Во-вторых, кисти Су Ши принадлежат не менее восьмидесяти стихов, посвящённых чаю: приготовлению напитка, дегустации, описанию вкуса и аромата, чайной керамике, цветам камелии чайной, выбору воды для чая… Многие из них входят практически во все собрания лучших чайных стихов на китайском языке, составляя славу и гордость китайской чайной поэзии.
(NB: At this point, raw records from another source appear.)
use std::sync::Arc;

use uuid::Uuid;

use crate::error::{Error, Result};
use crate::models::task::{NewTask, Task};
use crate::store::TaskStore;

#[derive(Clone)]
pub struct TaskService {
    store: Arc<dyn TaskStore>,
}

impl TaskService {
    pub fn new(store: Arc<dyn TaskStore>) -> Self {
        Self { store }
    }

    pub async fn create(&self, task: NewTask) -> Result<Task> {
        if task.title.trim().is_empty() {
            return Err(Error::BadRequest("Task title is required".into()));
        }
        self.store.insert(task).await
    }

    pub async fn list(&self, owner_id: Uuid, pending_only: bool) -> Result<Vec<Task>> {
        self.store.list(owner_id, pending_only).await
    }

    pub async fn toggle(&self, owner_id: Uuid, id: Uuid) -> Result<Task> {
        self.store
            .toggle(owner_id, id)
            .await?
            .ok_or_else(|| Error::NotFound("Task not found".into()))
    }

    pub async fn delete(&self, owner_id: Uuid, id: Uuid) -> Result<()> {
        if self.store.delete(owner_id, id).await? {
            Ok(())
        } else {
            Err(Error::NotFound("Task not found".into()))
        }
    }
}
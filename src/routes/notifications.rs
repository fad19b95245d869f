use std::convert::Infallible;

use axum::{
    extract::{Path, Query, State},
    http::StatusCode,
    response::{
        sse::{Event, KeepAlive, Sse},
        IntoResponse,
    },
    Extension, Json,
};
use futures::{Stream, StreamExt};
use uuid::Uuid;

use crate::{
    dto::message_dto::{MarkedResponse, NotificationListQuery, UnreadCountResponse},
    error::Result,
    middleware::auth::CurrentUser,
    routes::messages::to_sse,
    AppState,
};

#[axum::debug_handler]
pub async fn list_notifications(
    State(state): State<AppState>,
    Extension(user): Extension<CurrentUser>,
    Query(query): Query<NotificationListQuery>,
) -> Result<impl IntoResponse> {
    let items = state
        .notification_service
        .list(user.id, query.limit)
        .await?;
    Ok(Json(items))
}

#[axum::debug_handler]
pub async fn unread_count(
    State(state): State<AppState>,
    Extension(user): Extension<CurrentUser>,
) -> Result<impl IntoResponse> {
    let unread = state.notification_service.unread_count(user.id).await?;
    Ok(Json(UnreadCountResponse { unread }))
}

#[axum::debug_handler]
pub async fn mark_read(
    State(state): State<AppState>,
    Extension(user): Extension<CurrentUser>,
    Path(id): Path<Uuid>,
) -> Result<impl IntoResponse> {
    state.notification_service.mark_read(user.id, id).await?;
    Ok(StatusCode::NO_CONTENT)
}

#[axum::debug_handler]
pub async fn mark_all_read(
    State(state): State<AppState>,
    Extension(user): Extension<CurrentUser>,
) -> Result<impl IntoResponse> {
    let updated = state.notification_service.mark_all_read(user.id).await?;
    Ok(Json(MarkedResponse { updated }))
}

pub async fn stream(
    State(state): State<AppState>,
    Extension(user): Extension<CurrentUser>,
) -> Sse<impl Stream<Item = std::result::Result<Event, Infallible>>> {
    let events = state
        .notification_service
        .subscribe(user.id)
        .into_stream()
        .map(|event| Ok::<_, Infallible>(to_sse(event)));
    Sse::new(events).keep_alive(KeepAlive::default())
}
use crate::error::{Error, Result};
use dotenvy::dotenv;
use std::env;
use std::sync::OnceLock;

#[derive(Debug, Clone)]
pub struct Config {
    pub server_address: String,
    pub database_url: String,
    pub jwt_secret: String,
    pub webhook_secret: String,
    pub api_rps: u32,
    pub public_rps: u32,
    pub uploads_dir: String,
    pub public_base_url: String,
    pub max_upload_bytes: usize,
    pub expiry_sweep_secs: u64,
    pub allowed_origins: Vec<String>,
    pub trust_proxy: bool,
}

pub static CONFIG: OnceLock<Config> = OnceLock::new();

impl Config {
    pub fn from_env() -> Result<Self> {
        dotenv().ok();

        Ok(Self {
            server_address: get_env("SERVER_ADDRESS")?,
            database_url: get_env("DATABASE_URL")?,
            jwt_secret: get_env("JWT_SECRET")?,
            webhook_secret: get_env("WEBHOOK_SECRET")?,
            api_rps: get_env_parse("API_RPS")?,
            public_rps: get_env_parse("PUBLIC_RPS")?,
            uploads_dir: get_env_or("UPLOADS_DIR", "./uploads"),
            public_base_url: get_env_or("PUBLIC_BASE_URL", "http://localhost:8080"),
            max_upload_bytes: get_env_parse_or("MAX_UPLOAD_BYTES", 5 * 1024 * 1024)?,
            expiry_sweep_secs: get_env_parse_or("EXPIRY_SWEEP_SECS", 300)?,
            allowed_origins: get_env_or("ALLOWED_ORIGINS", "")
                .split(',')
                .map(|o| o.trim().to_string())
                .filter(|o| !o.is_empty())
                .collect(),
            trust_proxy: get_env_parse_or("TRUST_PROXY", false)?,
        })
    }
}

fn get_env(name: &str) -> Result<String> {
    env::var(name).map_err(|_| Error::Config(format!("Missing environment variable: {}", name)))
}

fn get_env_or(name: &str, default: &str) -> String {
    env::var(name).unwrap_or_else(|_| default.to_string())
}

fn get_env_parse<T>(name: &str) -> Result<T>
where
    T: std::str::FromStr,
    T::Err: std::fmt::Display,
{
    let raw = get_env(name)?;
    raw.parse()
        .map_err(|e| Error::Config(format!("Invalid value for {}: {}", name, e)))
}

fn get_env_parse_or<T>(name: &str, default: T) -> Result<T>
where
    T: std::str::FromStr,
    T::Err: std::fmt::Display,
{
    match env::var(name) {
        Ok(_) => get_env_parse(name),
        Err(_) => Ok(default),
    }
}

pub fn init_config() -> Result<()> {
    let config = Config::from_env()?;
    CONFIG
        .set(config)
        .map_err(|_| Error::Config("Configuration has already been initialized".to_string()))?;
    Ok(())
}

pub fn get_config() -> &'static Config {
    CONFIG
        .get()
        .expect("Configuration has not been initialized")
}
Особенно меня привлекают строки, где Су Ши использует иероглиф 點 (diǎn), когда говорит о приготовлении чая (более подробно мы поговорим об этом в шестой главе этой части Заметок).

В имеющемся русском переводе стиха «…в подарок с чаем господину Бао Ань-цзину, второе из двух…» переводчик, Альберт Крисской, он же Папа Хуху, рифму не использовал, а мне, наоборот, именно в этот раз захотелось зарифмовать строки:



Во второй строке использовал в переводе несколько иное, чем обычно, значение сочетания 不審 (bù shěn), а именно, в буддийском смысле «взаимного монашеского приветствия», обыграв тот момент, что у Су Ши было прозвище «Су Дун-по цзюйши» – «отшельник с Восточного склона» и адресата своего подарка в стихе он тоже называет «цзюйши».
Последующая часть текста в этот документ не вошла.